The city itself is very clean, and it feels very safe. However, there are just some odd things about Salt Lake. No, this isn’t where I make Mormon jokes! What kind of blog do you think this is? Those of you who mistakenly thought this blog would stoop to that kind of thing should go here. I only go for that kind of low hanging fruit if it involves Laura or her immediate family.
One of the odd things is that the city is just empty compared to every other city that I have seen. Public places that would be full of people in another city are deserted. There are giant six-lane roads in the city with hardly any cars, even at rush hour.
Another odd thing is that some of the crosswalks have, instead of a crosswalk signal, blaze orange flags that pedestrians are supposed to carry and wave as they cross. What other city in the nation would have such a thing? Even in Richmond a pedestrian waving such a flag in front of traffic would become a video game-like target; in New York authorities probably wouldn’t even consider it a crime to run over a flag-waving pedestrian. Somehow, in Salt Lake City, it works.
College Board put me and Jim up in the Little America, which is a pretty nice hotel. They have a turn down service, and they even put tasty chocolates on the bed each night.
The problem we ran into at the hotel was with the shower. After Jim got out on the first day, he let me know that the tub wouldn’t drain. Putting our two Master’s level educations together we studied the problem.
While Jim may look like a plumber, he in fact has no plumber skills, so after we pushed all of the buttons we could find and twisted levers, we notified the hotel of the problem.
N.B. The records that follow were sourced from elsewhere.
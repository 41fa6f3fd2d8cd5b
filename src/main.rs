//! Hearth CLI
//!
//! Runs the household data-shaping utilities over JSON exports.

use anyhow::{Context, Result};
use chrono::NaiveDate;
use clap::{Parser, Subcommand};
use env_logger::Env;
use std::path::PathBuf;

use hearth::commands::{
    display_version, execute_flatten, execute_summarize, execute_trips, resolve_policy,
    validate_flatten_args, validate_summarize_args, validate_summary_file, FlattenArgs,
    SummarizeArgs, TripsArgs,
};

/// Hearth - location trees and travel expense summaries
#[derive(Parser, Debug)]
#[command(name = "hearth")]
#[command(version, about, long_about = None)]
struct Cli {
    /// Subcommand to execute
    #[command(subcommand)]
    command: Commands,

    /// Enable verbose logging
    #[arg(short, long, global = true)]
    verbose: bool,
}

/// Available commands
#[derive(Subcommand, Debug)]
enum Commands {
    /// Flatten a location hierarchy into display order
    Flatten {
        /// JSON export of location rows
        #[arg(short, long)]
        input: PathBuf,

        /// Output path for the flattened JSON (e.g. artifacts/locations.json)
        #[arg(short, long)]
        output: Option<PathBuf>,

        /// Reject orphans, malformed rows and invalid amounts
        #[arg(long)]
        strict: bool,

        /// TOML file with a validation policy
        #[arg(long, env = "HEARTH_POLICY")]
        config: Option<PathBuf>,

        /// Print the indented tree to stdout
        #[arg(long)]
        print: bool,
    },

    /// Summarize an expense report by category
    Summarize {
        /// JSON export of the report
        #[arg(short, long)]
        input: PathBuf,

        /// Output path for the summary JSON (e.g. artifacts/summary.json)
        #[arg(short, long)]
        output: Option<PathBuf>,

        /// Reject orphans, malformed rows and invalid amounts
        #[arg(long)]
        strict: bool,

        /// TOML file with a validation policy
        #[arg(long, env = "HEARTH_POLICY")]
        config: Option<PathBuf>,

        /// Print text summary to stdout
        #[arg(long)]
        summary: bool,

        /// Number of categories in the printed share chart
        #[arg(long, default_value = "10")]
        top_categories: usize,
    },

    /// List trips with their status
    Trips {
        /// JSON export of the report
        #[arg(short, long)]
        input: PathBuf,

        /// Reference day (YYYY-MM-DD), defaults to today
        #[arg(long)]
        today: Option<String>,

        /// Reject malformed rows and unreadable dates
        #[arg(long)]
        strict: bool,

        /// TOML file with a validation policy
        #[arg(long, env = "HEARTH_POLICY")]
        config: Option<PathBuf>,
    },

    /// Validate a summary JSON file
    Validate {
        /// Path to summary JSON file
        #[arg(short, long)]
        file: PathBuf,
    },

    /// Display version information
    Version,
}

fn main() -> Result<()> {
    // Parse CLI arguments
    let cli = Cli::parse();

    // Setup logging
    let log_level = if cli.verbose { "debug" } else { "info" };
    env_logger::Builder::from_env(Env::default().default_filter_or(log_level)).init();

    // Execute command
    match cli.command {
        Commands::Flatten {
            input,
            output,
            strict,
            config,
            print,
        } => {
            let args = FlattenArgs {
                input,
                output,
                policy: resolve_policy(config.as_deref(), strict)?,
                print_tree: print,
            };

            validate_flatten_args(&args)?;
            execute_flatten(args)?;
        }

        Commands::Summarize {
            input,
            output,
            strict,
            config,
            summary,
            top_categories,
        } => {
            let args = SummarizeArgs {
                input,
                output,
                policy: resolve_policy(config.as_deref(), strict)?,
                print_summary: summary,
                top_categories,
            };

            validate_summarize_args(&args)?;
            execute_summarize(args)?;
        }

        Commands::Trips {
            input,
            today,
            strict,
            config,
        } => {
            let mut args = TripsArgs {
                input,
                policy: resolve_policy(config.as_deref(), strict)?,
                ..Default::default()
            };

            if let Some(day) = today {
                args.today = NaiveDate::parse_from_str(&day, "%Y-%m-%d")
                    .with_context(|| format!("Invalid --today date: {}", day))?;
            }

            execute_trips(args)?;
        }

        Commands::Validate { file } => {
            validate_summary_file(file)?;
        }

        Commands::Version => {
            display_version();
        }
    }

    Ok(())
}
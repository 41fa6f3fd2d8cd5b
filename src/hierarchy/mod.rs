//! Location hierarchy flattening.
//!
//! Turns a flat set of parent-referencing location records into the
//! depth-ordered, indented list a linear selection control displays.

pub mod collation;
pub mod flatten;

// Re-export main functions
pub use collation::collate;
pub use flatten::{display_name, flatten, flatten_locations};
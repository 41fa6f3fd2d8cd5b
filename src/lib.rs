//! Hearth
//!
//! Data-shaping utilities for household records:
//! - flattening a location hierarchy into an indented display list
//! - summarizing travel expense reports by category and payer
//! - reading trip date ranges and deriving trip status
//!
//! This crate provides the core implementation for the `hearth` CLI tool.
//!
//! ## Getting Started
//!
//! ```bash
//! cargo install hearth
//! hearth --help
//! ```

pub mod aggregator;
pub mod commands;
pub mod hierarchy;
pub mod output;
pub mod parser;
pub mod trips;
pub mod utils;
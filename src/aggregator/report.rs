//! Summarize an expense report by category and payer.
//!
//! Every expense is either reimbursable ("propio": paid personally, pending
//! reimbursement) or not ("empresa": paid directly by the company). The
//! summary keeps a running split per category plus the grand totals, the
//! expenses grouped for a detailed listing, and every expense with a receipt.

use crate::parser::schema::{Expense, Report};
use log::debug;
use rust_decimal::Decimal;
use serde::{Deserialize, Serialize};
use std::collections::BTreeMap;

/// Running totals for one category
#[derive(Debug, Clone, Copy, Default, PartialEq, Serialize, Deserialize)]
pub struct CategoryTotals {
    /// Reimbursable amount
    pub propio: Decimal,

    /// Company-paid amount
    pub empresa: Decimal,

    /// Both together
    pub total: Decimal,
}

impl CategoryTotals {
    /// Add one expense amount to the matching side
    pub fn add(&mut self, amount: Decimal, is_reimbursable: bool) {
        if is_reimbursable {
            self.propio += amount;
        } else {
            self.empresa += amount;
        }
        self.total += amount;
    }
}

/// An expense annotated with the trip it belongs to
#[derive(Debug, Clone, PartialEq, Serialize, Deserialize)]
pub struct DetailedExpense {
    #[serde(flatten)]
    pub expense: Expense,

    pub trip_name: String,
}

/// Category breakdown of a whole report
///
/// Serialized with camelCase keys; maps are keyed by category label.
#[derive(Debug, Clone, Default, PartialEq, Serialize, Deserialize)]
#[serde(rename_all = "camelCase")]
pub struct ReportSummary {
    /// Sum of reimbursable amounts
    pub total_propio: Decimal,

    /// Sum of company-paid amounts
    pub total_empresa: Decimal,

    /// Per-category split
    pub summary: BTreeMap<String, CategoryTotals>,

    /// Category labels in rendering order
    pub ordered_keys: Vec<String>,

    /// Expenses per category, in encounter order
    pub grouped_for_detail: BTreeMap<String, Vec<DetailedExpense>>,

    /// Every expense carrying a receipt, in encounter order
    pub receipts: Vec<Expense>,
}

impl ReportSummary {
    /// Propio plus empresa
    pub fn grand_total(&self) -> Decimal {
        self.total_propio + self.total_empresa
    }

    /// Category totals in `ordered_keys` order
    pub fn iter_ordered(&self) -> impl Iterator<Item = (&str, &CategoryTotals)> + '_ {
        self.ordered_keys
            .iter()
            .filter_map(|key| self.summary.get(key).map(|totals| (key.as_str(), totals)))
    }

    pub fn is_empty(&self) -> bool {
        self.summary.is_empty()
    }
}

/// Build the category summary of a report
///
/// **Public** - main entry point for report aggregation
///
/// # Arguments
/// * `report` - Typed report; amounts already coerced by the parser
///
/// # Returns
/// Totals split by payer, per-category sums, detail groups and receipts.
/// A report without trips yields zero totals and empty collections.
///
/// # Algorithm
/// For each trip, for each expense in order:
/// 1. Resolve the category label (placeholder when missing)
/// 2. Add the amount to the category and to the matching grand total
/// 3. Append the expense, tagged with the trip name, to the category group
/// 4. Collect it as a receipt if it has a non-empty receipt URL
pub fn summarize_report(report: &Report) -> ReportSummary {
    debug!("Summarizing report with {} trips", report.trips.len());

    let mut result = ReportSummary::default();

    for trip in &report.trips {
        for expense in &trip.expenses {
            let label = expense.category_label();

            result
                .summary
                .entry(label.to_string())
                .or_default()
                .add(expense.amount, expense.is_reimbursable);

            if expense.is_reimbursable {
                result.total_propio += expense.amount;
            } else {
                result.total_empresa += expense.amount;
            }

            result
                .grouped_for_detail
                .entry(label.to_string())
                .or_default()
                .push(DetailedExpense {
                    expense: expense.clone(),
                    trip_name: trip.name.clone(),
                });

            if expense.has_receipt() {
                result.receipts.push(expense.clone());
            }
        }
    }

    result.ordered_keys = result.summary.keys().cloned().collect();
    result.ordered_keys.sort();

    debug!(
        "Summary: {} categories, {} receipts, propio {:.2}, empresa {:.2}",
        result.ordered_keys.len(),
        result.receipts.len(),
        result.total_propio,
        result.total_empresa
    );

    result
}
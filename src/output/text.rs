//! Plain-text renderings for terminal output.

use crate::aggregator::{calculate_category_shares, ReportSummary, TripTotals};
use crate::parser::schema::{FlattenedLocation, Report};
use chrono::NaiveDate;
use rust_decimal::prelude::ToPrimitive;
use rust_decimal::Decimal;

const LABEL_WIDTH: usize = 30;
const BAR_WIDTH: usize = 30;

/// Render the category table, category shares and per-trip totals
///
/// # Arguments
/// * `summary` - Aggregated report
/// * `trips` - Per-trip totals (may be empty to skip that section)
/// * `max_lines` - Maximum number of categories in the share chart
pub fn render_report_summary(
    summary: &ReportSummary,
    trips: &[TripTotals],
    max_lines: usize,
) -> String {
    let mut lines = Vec::new();

    lines.push("  EXPENSES BY CATEGORY".to_string());
    lines.push(format!(
        "  {:<width$} {:>12} {:>12} {:>12}",
        "Category",
        "PROPIO",
        "EMPRESA",
        "TOTAL",
        width = LABEL_WIDTH
    ));
    lines.push(format!("  {}", "-".repeat(LABEL_WIDTH + 39)));

    for (category, totals) in summary.iter_ordered() {
        lines.push(format!(
            "  {:<width$} {:>12.2} {:>12.2} {:>12.2}",
            truncate_label(category, LABEL_WIDTH),
            totals.propio,
            totals.empresa,
            totals.total,
            width = LABEL_WIDTH
        ));
    }

    lines.push(format!("  {}", "-".repeat(LABEL_WIDTH + 39)));
    lines.push(format!(
        "  {:<width$} {:>12.2} {:>12.2} {:>12.2}",
        "Total",
        summary.total_propio,
        summary.total_empresa,
        summary.grand_total(),
        width = LABEL_WIDTH
    ));
    lines.push(format!("  Receipts attached: {}", summary.receipts.len()));

    let shares = calculate_category_shares(summary, max_lines);
    if !shares.is_empty() {
        lines.push(String::new());
        lines.push("  TOP CATEGORIES".to_string());
        for share in &shares {
            let filled = (share.percentage * Decimal::from(BAR_WIDTH) / Decimal::ONE_HUNDRED)
                .round()
                .to_usize()
                .unwrap_or(0);
            lines.push(format!(
                "  {:<width$} {:<bar$} {:>5.1}%",
                truncate_label(&share.category, LABEL_WIDTH),
                "#".repeat(filled.min(BAR_WIDTH)),
                share.percentage,
                width = LABEL_WIDTH,
                bar = BAR_WIDTH
            ));
        }
        if summary.ordered_keys.len() > shares.len() {
            lines.push(format!(
                "   (Showing top {} of {} categories)",
                shares.len(),
                summary.ordered_keys.len()
            ));
        }
    }

    if !trips.is_empty() {
        lines.push(String::new());
        lines.push("  TRIPS".to_string());
        for trip in trips {
            lines.push(format!(
                "  {:<width$} {:>12.2} {:>12.2} {:>12.2}  ({} expenses, {} receipts)",
                truncate_label(&trip.trip_name, LABEL_WIDTH),
                trip.propio,
                trip.empresa,
                trip.total,
                trip.expense_count,
                trip.receipt_count,
                width = LABEL_WIDTH
            ));
        }
    }

    lines.join("\n")
}

/// Render flattened locations one per line
pub fn render_location_tree(locations: &[FlattenedLocation]) -> String {
    locations
        .iter()
        .map(|location| format!("{}  [{}]", location.name, location.id))
        .collect::<Vec<_>>()
        .join("\n")
}

/// Render each trip with its dates and status relative to `today`
pub fn render_trip_statuses(report: &Report, today: NaiveDate) -> String {
    report
        .trips
        .iter()
        .map(|trip| match (&trip.dates, trip.status(today)) {
            (Some(range), Some(status)) => format!(
                "  {:<width$} {}  ({} days)  {}",
                truncate_label(&trip.name, LABEL_WIDTH),
                range,
                range.days(),
                status,
                width = LABEL_WIDTH
            ),
            _ => format!(
                "  {:<width$} no dates",
                truncate_label(&trip.name, LABEL_WIDTH),
                width = LABEL_WIDTH
            ),
        })
        .collect::<Vec<_>>()
        .join("\n")
}

/// Cut a label to `max` characters, marking the cut with `...`
fn truncate_label(label: &str, max: usize) -> String {
    if label.chars().count() <= max {
        return label.to_string();
    }
    let kept: String = label.chars().take(max.saturating_sub(3)).collect();
    format!("{}...", kept)
}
We didn’t get a note from the hotel maintenance staff that said something like, “Hey, morons, you didn’t flip the drain plug” so I’d like to think that there was actually a problem with the drain. Still, it sure does look like we just didn’t press the drain plug the right way. So I’m looking forward to getting that note when we check out. In the meantime, I’m not touching the drain plug because there is no way I’m risking standing in Jim’s bath water another day.